◆ **WORK REQUEST**
Produce as output only the lines below starting at the line with "filename src/metrics.rs" and continuing through the line with "counter by one.", each one exactly as written.

========

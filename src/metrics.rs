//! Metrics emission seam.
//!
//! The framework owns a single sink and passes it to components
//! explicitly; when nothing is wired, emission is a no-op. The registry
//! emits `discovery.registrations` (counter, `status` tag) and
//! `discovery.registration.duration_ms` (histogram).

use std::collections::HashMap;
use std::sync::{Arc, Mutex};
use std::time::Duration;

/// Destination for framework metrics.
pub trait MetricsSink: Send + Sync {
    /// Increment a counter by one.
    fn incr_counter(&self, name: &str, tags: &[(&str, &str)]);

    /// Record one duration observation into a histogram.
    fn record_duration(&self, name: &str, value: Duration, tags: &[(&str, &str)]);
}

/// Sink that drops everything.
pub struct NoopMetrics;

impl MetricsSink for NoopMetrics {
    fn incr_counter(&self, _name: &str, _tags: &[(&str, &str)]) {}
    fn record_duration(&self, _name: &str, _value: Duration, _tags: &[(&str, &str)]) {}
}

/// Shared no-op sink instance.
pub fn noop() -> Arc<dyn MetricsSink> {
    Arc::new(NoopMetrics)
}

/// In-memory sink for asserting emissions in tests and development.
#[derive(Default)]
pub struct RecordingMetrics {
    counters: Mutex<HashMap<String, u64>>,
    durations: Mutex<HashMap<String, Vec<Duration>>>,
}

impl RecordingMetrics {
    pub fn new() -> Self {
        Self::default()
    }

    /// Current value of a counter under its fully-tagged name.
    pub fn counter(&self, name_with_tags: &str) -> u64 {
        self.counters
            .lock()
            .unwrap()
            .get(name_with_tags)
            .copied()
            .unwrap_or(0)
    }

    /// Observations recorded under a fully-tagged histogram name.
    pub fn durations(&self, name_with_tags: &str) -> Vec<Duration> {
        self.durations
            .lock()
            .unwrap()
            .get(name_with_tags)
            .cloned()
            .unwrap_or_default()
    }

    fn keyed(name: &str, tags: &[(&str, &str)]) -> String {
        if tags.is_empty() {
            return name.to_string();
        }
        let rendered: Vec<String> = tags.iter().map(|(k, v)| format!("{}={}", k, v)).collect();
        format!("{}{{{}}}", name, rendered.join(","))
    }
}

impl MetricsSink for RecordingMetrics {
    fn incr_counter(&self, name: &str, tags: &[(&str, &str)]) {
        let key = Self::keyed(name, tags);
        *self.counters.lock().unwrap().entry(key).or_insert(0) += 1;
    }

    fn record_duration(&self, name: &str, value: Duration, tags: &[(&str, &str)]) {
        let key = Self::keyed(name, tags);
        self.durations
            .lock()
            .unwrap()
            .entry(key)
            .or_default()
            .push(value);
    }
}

========

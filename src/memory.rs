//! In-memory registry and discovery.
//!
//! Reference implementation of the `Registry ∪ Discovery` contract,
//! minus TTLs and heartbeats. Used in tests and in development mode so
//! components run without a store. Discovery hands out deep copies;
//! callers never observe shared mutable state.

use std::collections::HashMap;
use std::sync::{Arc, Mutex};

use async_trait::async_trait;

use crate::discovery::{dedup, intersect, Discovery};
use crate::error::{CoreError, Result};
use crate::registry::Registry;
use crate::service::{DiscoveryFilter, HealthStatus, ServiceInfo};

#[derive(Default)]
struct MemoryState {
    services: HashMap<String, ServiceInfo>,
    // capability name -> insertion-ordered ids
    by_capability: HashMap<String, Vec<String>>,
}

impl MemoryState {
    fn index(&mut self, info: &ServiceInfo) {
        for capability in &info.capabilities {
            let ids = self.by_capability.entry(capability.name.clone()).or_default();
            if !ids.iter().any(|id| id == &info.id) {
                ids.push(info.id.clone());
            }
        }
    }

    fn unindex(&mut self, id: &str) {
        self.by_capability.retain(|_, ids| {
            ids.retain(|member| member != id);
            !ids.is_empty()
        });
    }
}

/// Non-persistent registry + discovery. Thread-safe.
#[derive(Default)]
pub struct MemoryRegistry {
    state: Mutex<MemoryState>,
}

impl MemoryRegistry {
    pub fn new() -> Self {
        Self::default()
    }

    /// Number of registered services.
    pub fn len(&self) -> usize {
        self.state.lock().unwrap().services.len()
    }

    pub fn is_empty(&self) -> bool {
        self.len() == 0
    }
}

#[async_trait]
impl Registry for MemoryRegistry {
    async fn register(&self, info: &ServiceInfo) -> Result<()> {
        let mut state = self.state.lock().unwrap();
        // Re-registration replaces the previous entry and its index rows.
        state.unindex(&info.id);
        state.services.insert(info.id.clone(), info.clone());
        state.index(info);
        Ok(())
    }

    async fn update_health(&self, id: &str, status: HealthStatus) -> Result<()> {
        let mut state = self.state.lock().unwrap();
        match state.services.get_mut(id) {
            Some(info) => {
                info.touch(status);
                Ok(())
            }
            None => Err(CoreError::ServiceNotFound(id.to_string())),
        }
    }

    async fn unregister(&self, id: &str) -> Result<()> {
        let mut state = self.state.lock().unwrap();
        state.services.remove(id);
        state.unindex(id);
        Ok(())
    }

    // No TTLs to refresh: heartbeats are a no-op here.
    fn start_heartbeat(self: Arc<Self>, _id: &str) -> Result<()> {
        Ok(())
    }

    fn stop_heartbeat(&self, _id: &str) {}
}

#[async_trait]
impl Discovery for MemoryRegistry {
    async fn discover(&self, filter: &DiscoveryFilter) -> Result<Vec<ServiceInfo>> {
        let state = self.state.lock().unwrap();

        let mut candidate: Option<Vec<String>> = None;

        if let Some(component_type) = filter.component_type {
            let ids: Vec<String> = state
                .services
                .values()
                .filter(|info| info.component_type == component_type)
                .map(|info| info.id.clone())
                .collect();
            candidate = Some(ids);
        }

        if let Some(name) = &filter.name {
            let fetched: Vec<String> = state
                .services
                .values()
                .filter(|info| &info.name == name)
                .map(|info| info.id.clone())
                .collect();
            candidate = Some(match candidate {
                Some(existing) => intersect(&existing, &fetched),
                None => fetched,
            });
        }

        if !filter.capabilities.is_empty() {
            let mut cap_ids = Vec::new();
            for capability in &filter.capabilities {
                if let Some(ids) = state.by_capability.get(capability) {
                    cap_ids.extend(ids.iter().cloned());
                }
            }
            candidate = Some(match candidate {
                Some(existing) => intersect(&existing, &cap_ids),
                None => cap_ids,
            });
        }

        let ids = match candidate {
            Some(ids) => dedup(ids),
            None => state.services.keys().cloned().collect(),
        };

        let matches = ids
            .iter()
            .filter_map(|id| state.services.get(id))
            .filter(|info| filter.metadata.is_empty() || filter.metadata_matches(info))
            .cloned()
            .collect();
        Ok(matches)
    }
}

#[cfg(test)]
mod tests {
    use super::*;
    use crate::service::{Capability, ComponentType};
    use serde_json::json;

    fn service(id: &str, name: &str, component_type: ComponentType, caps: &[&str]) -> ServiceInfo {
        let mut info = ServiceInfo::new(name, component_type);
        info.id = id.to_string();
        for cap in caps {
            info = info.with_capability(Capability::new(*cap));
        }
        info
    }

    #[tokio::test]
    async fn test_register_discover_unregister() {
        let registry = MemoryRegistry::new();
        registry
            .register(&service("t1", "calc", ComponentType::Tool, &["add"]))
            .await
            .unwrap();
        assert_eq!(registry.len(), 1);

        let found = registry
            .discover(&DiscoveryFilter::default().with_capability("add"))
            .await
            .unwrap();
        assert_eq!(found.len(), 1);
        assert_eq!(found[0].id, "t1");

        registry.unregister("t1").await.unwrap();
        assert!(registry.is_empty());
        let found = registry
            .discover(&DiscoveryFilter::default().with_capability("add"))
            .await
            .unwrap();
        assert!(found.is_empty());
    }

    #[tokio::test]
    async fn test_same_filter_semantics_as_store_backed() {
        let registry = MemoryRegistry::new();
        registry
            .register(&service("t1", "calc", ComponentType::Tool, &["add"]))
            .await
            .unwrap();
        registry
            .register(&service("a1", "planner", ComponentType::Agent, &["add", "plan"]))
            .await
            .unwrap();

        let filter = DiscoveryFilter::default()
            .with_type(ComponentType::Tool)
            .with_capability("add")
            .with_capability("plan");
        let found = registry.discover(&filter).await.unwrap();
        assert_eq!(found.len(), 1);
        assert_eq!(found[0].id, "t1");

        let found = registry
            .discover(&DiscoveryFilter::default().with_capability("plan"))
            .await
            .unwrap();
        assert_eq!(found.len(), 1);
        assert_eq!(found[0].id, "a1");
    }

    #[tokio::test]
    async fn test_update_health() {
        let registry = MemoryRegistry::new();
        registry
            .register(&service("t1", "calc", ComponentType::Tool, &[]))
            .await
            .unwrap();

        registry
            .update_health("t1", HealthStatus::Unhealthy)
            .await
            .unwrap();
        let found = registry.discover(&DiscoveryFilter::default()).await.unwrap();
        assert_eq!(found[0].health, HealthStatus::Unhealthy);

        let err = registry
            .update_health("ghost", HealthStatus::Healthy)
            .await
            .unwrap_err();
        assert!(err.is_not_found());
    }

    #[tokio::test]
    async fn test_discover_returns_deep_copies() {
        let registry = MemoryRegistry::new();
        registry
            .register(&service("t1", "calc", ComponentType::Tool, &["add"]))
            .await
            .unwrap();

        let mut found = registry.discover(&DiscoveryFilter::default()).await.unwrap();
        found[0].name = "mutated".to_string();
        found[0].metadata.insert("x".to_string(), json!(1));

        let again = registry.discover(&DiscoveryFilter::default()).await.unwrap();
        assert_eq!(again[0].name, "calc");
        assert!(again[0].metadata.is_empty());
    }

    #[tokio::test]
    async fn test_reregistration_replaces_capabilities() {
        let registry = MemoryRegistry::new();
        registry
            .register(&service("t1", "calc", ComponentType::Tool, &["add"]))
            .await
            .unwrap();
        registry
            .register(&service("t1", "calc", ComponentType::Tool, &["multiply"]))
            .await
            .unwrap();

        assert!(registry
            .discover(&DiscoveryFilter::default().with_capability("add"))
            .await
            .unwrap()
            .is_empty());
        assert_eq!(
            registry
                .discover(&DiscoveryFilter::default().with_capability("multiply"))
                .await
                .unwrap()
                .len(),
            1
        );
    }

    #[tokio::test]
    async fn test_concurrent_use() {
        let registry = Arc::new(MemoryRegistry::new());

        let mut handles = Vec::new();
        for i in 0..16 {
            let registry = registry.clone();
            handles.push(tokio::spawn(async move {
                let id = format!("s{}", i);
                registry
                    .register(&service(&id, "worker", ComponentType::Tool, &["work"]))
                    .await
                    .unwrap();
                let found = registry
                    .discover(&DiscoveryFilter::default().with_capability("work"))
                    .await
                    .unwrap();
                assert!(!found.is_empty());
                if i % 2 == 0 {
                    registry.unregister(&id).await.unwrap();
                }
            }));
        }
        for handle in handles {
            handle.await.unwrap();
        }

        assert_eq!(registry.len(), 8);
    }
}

========

◆ **COMPLETED EXERCISE**
filename src/metrics.rs
//! Metrics emission seam.
//!
//! The framework owns a single sink and passes it to components
//! explicitly; when nothing is wired, emission is a no-op. The registry
//! emits `discovery.registrations` (counter, `status` tag) and
//! `discovery.registration.duration_ms` (histogram).

use std::collections::HashMap;
use std::sync::{Arc, Mutex};
use std::time::Duration;

/// Destination for framework metrics.
pub trait MetricsSink: Send + Sync {
    /// Increment a counter by one.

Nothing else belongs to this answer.